Les TOP cinéma fleurissent à cette époque de l’année. Forcément subjectifs, ils sont l’occasion, pour leur auteur, de se retourner sur des projections mémorables, et pour leurs lecteurs d’y dénicher, parfois, des idées de visionnage.
Le TOP 9 de Citizen Poulpe
Nulle règle ne s’impose à Citizen Poulpe, y compris celle des TOP avec des nombres pairs.
Voici donc les 9 films qui m’ont marqué cette année, dans un ordre qui ne traduit aucune préférence. Vous trouverez sous cette sélection 8 autres films sortis en 2023 dont je recommande chaudement la vision.
Trenque Lauquen
Le dernier film de Laura Citarella, membre du collectif argentin Pampero Cine, est un jeu de pistes fascinant, entraînant le spectateur dans des paysages qui convoquent l’invisible, le hors-champ, le passé et l’univers des rêves.
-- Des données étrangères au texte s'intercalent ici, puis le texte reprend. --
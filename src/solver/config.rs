use anyhow::{Result, bail};
use serde::{Deserialize, Serialize};

/// Tuning options recognized by the solvers.
#[derive(Debug, Clone, Serialize, Deserialize)]
pub struct SolverConfig {
    /// Stop once unsent flux falls below this fraction of total flux.
    pub stop_criterion: f64,
    /// Hard cap on step count; a safety valve for geometry that never
    /// converges.
    pub max_step: usize,
    /// Hemicube sampling resolution (cells per face edge). Higher is more
    /// precise and more expensive.
    pub resolution: usize,
    /// Propagation speed in scene units per step. Arrival delay is the
    /// rounded patch-to-element distance over this constant.
    pub light_speed: f64,
    /// Number of future-exitance time slots. Arrivals past the horizon are
    /// dropped (and counted).
    pub horizon: usize,
}

impl SolverConfig {
    pub fn new() -> Self {
        Self {
            stop_criterion: 1e-4,
            max_step: 100,
            resolution: 100,
            light_speed: 3e8,
            horizon: 300,
        }
    }

    pub fn validate(&self) -> Result<()> {
        if !self.stop_criterion.is_finite() || self.stop_criterion < 0.0 {
            bail!("stop criterion must be finite and non-negative");
        }
        if !self.light_speed.is_finite() || self.light_speed <= 0.0 {
            bail!("propagation speed must be finite and positive");
        }
        if self.resolution < 2 {
            bail!("hemicube resolution must be at least 2");
        }
        if self.horizon == 0 {
            bail!("future-exitance horizon must be at least 1 step");
        }
        Ok(())
    }
}

impl Default for SolverConfig {
    fn default() -> Self {
        Self::new()
    }
}
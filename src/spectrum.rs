use serde::{Deserialize, Serialize};
use std::fmt;

/// Radiant energy split into three color channels.
///
/// All solver quantities (emittance, reflectance, exitance) are spectra.
/// Channels are plain `f64` watts-per-area-style magnitudes; operations on
/// non-negative inputs stay non-negative.
#[derive(Debug, Clone, Copy, PartialEq, Serialize, Deserialize)]
pub struct Spectrum {
    pub r: f64,
    pub g: f64,
    pub b: f64,
}

impl Spectrum {
    pub const BLACK: Spectrum = Spectrum {
        r: 0.,
        g: 0.,
        b: 0.,
    };

    pub fn new(r: f64, g: f64, b: f64) -> Self {
        Self { r, g, b }
    }

    /// Same value in all three channels.
    pub fn gray(v: f64) -> Self {
        Self::new(v, v, v)
    }

    pub fn set_to(&mut self, other: &Self) {
        *self = *other;
    }

    pub fn add(&mut self, other: &Self) {
        self.r += other.r;
        self.g += other.g;
        self.b += other.b;
    }

    /// Component-wise product; applies `other` as an attenuating filter.
    pub fn multiply(&mut self, other: &Self) {
        self.r *= other.r;
        self.g *= other.g;
        self.b *= other.b;
    }

    pub fn scale(&mut self, factor: f64) {
        self.r *= factor;
        self.g *= factor;
        self.b *= factor;
    }

    pub fn reset(&mut self) {
        *self = Self::BLACK;
    }

    /// Raises every channel to the given power (gamma transform).
    pub fn pow(&mut self, exponent: f64) {
        self.r = self.r.powf(exponent);
        self.g = self.g.powf(exponent);
        self.b = self.b.powf(exponent);
    }

    /// Sum of all channels; the scalar magnitude used by flux bookkeeping.
    pub fn total(&self) -> f64 {
        self.r + self.g + self.b
    }

    pub fn is_black(&self) -> bool {
        self.r <= 0. && self.g <= 0. && self.b <= 0.
    }

    pub fn is_valid(&self) -> bool {
        self.r.is_finite()
            && self.g.is_finite()
            && self.b.is_finite()
            && self.r >= 0.
            && self.g >= 0.
            && self.b >= 0.
    }
}

impl Default for Spectrum {
    fn default() -> Self {
        Self::BLACK
    }
}

impl fmt::Display for Spectrum {
    fn fmt(&self, f: &mut fmt::Formatter<'_>) -> fmt::Result {
        let prec = f.precision().unwrap_or(3);
        write!(
            f,
            "Spectrum({:.prec$}, {:.prec$}, {:.prec$})",
            self.r,
            self.g,
            self.b,
            prec = prec
        )
    }
}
Divisé en deux parties, Trenque Lauquen s’étire peut-être un peu trop au cours de la seconde, mais sa manière d’emmener peu à peu une enquête mystérieuse sur le territoire ambigu du réalisme magique, ou du fantastique réel c’est selon, fascinera notamment les amateurs d’une certaine littérature argentine, et non des moindres, celle pratiquée par exemple par Jorge Luis Borges et Julio Cortázar.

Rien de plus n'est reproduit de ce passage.